| Your assignment |
Would you write out all of the entries below, exactly as they stand?

==== Records for this exercise ====

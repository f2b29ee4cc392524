//! Output formatting for check results

mod json;
mod terminal;

use std::io::Write;

use anyhow::Result;
use serde::Serialize;

use crate::compare::{
    has_value_differences, ColumnSum, DifferenceResult, GeometryHealth, NameComparison,
    SumDifference,
};
use crate::config::OutputFormat;

pub use json::JsonOutput;
pub use terminal::TerminalOutput;

/// Result of one check, ready to render
#[derive(Debug, Clone, Serialize)]
#[serde(tag = "check", content = "result", rename_all = "snake_case")]
pub enum Report {
    ColumnNames(NameComparison),
    ColumnSums(Vec<ColumnSum>),
    ColumnValues(DifferenceResult),
    SumDifferences(Vec<SumDifference>),
    Geometry(GeometryHealth),
}

impl Report {
    /// Whether the check turned up something worth a non-zero exit
    pub fn has_findings(&self) -> bool {
        match self {
            Report::ColumnNames(names) => !names.is_conforming(),
            Report::ColumnSums(_) => false,
            Report::ColumnValues(diffs) => has_value_differences(diffs),
            Report::SumDifferences(diffs) => diffs.iter().any(|d| !d.difference.is_zero()),
            Report::Geometry(health) => !health.is_healthy(),
        }
    }
}

/// Trait for output formatters
pub trait OutputFormatter {
    /// Render a report to a writer; `title` names the inputs checked
    fn render(&self, report: &Report, title: &str, writer: &mut dyn Write) -> Result<()>;
}

/// Factory for creating output formatters
pub struct OutputFactory;

impl OutputFactory {
    /// Create an output formatter based on format type
    pub fn create(format: OutputFormat) -> Box<dyn OutputFormatter> {
        match format {
            OutputFormat::Terminal => Box::new(TerminalOutput::new()),
            OutputFormat::Json => Box::new(JsonOutput::new()),
        }
    }
}

/// Render a report to stdout
pub fn render_to_stdout(report: &Report, title: &str, format: OutputFormat) -> Result<()> {
    let formatter = OutputFactory::create(format);
    let mut stdout = std::io::stdout().lock();
    formatter.render(report, title, &mut stdout)
}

====

| Problem solution |
repository f2b29ee4cc392524
//! Output formatting for check results

mod json;
mod terminal;

use std::io::Write;

use anyhow::Result;
use serde::Serialize;

use crate::compare::{
    has_value_differences, ColumnSum, DifferenceResult, GeometryHealth, NameComparison,
    SumDifference,
};
use crate::config::OutputFormat;

pub use json::JsonOutput;
pub use terminal::TerminalOutput;

/// Result of one check, ready to render
#[derive(Debug, Clone, Serialize)]
#[serde(tag = "check", content = "result", rename_all = "snake_case")]
pub enum Report {
    ColumnNames(NameComparison),
    ColumnSums(Vec<ColumnSum>),
    ColumnValues(DifferenceResult),
    SumDifferences(Vec<SumDifference>),
    Geometry(GeometryHealth),
}

impl Report {
    /// Whether the check turned up something worth a non-zero exit
    pub fn has_findings(&self) -> bool {
        match self {
            Report::ColumnNames(names) => !names.is_conforming(),
            Report::ColumnSums(_) => false,
            Report::ColumnValues(diffs) => has_value_differences(diffs),
            Report::SumDifferences(diffs) => diffs.iter().any(|d| !d.difference.is_zero()),
            Report::Geometry(health) => !health.is_healthy(),
        }
    }
}

/// Trait for output formatters
pub trait OutputFormatter {
    /// Render a report to a writer; `title` names the inputs checked
    fn render(&self, report: &Report, title: &str, writer: &mut dyn Write) -> Result<()>;
}

/// Factory for creating output formatters
pub struct OutputFactory;

impl OutputFactory {
    /// Create an output formatter based on format type
    pub fn create(format: OutputFormat) -> Box<dyn OutputFormatter> {
        match format {
            OutputFormat::Terminal => Box::new(TerminalOutput::new()),
            OutputFormat::Json => Box::new(JsonOutput::new()),
        }
    }
}

/// Render a report to stdout
pub fn render_to_stdout(report: &Report, title: &str, format: OutputFormat) -> Result<()> {
    let formatter = OutputFactory::create(format);
    let mut stdout = std::io::stdout().lock();
    formatter.render(report, title, &mut stdout)
}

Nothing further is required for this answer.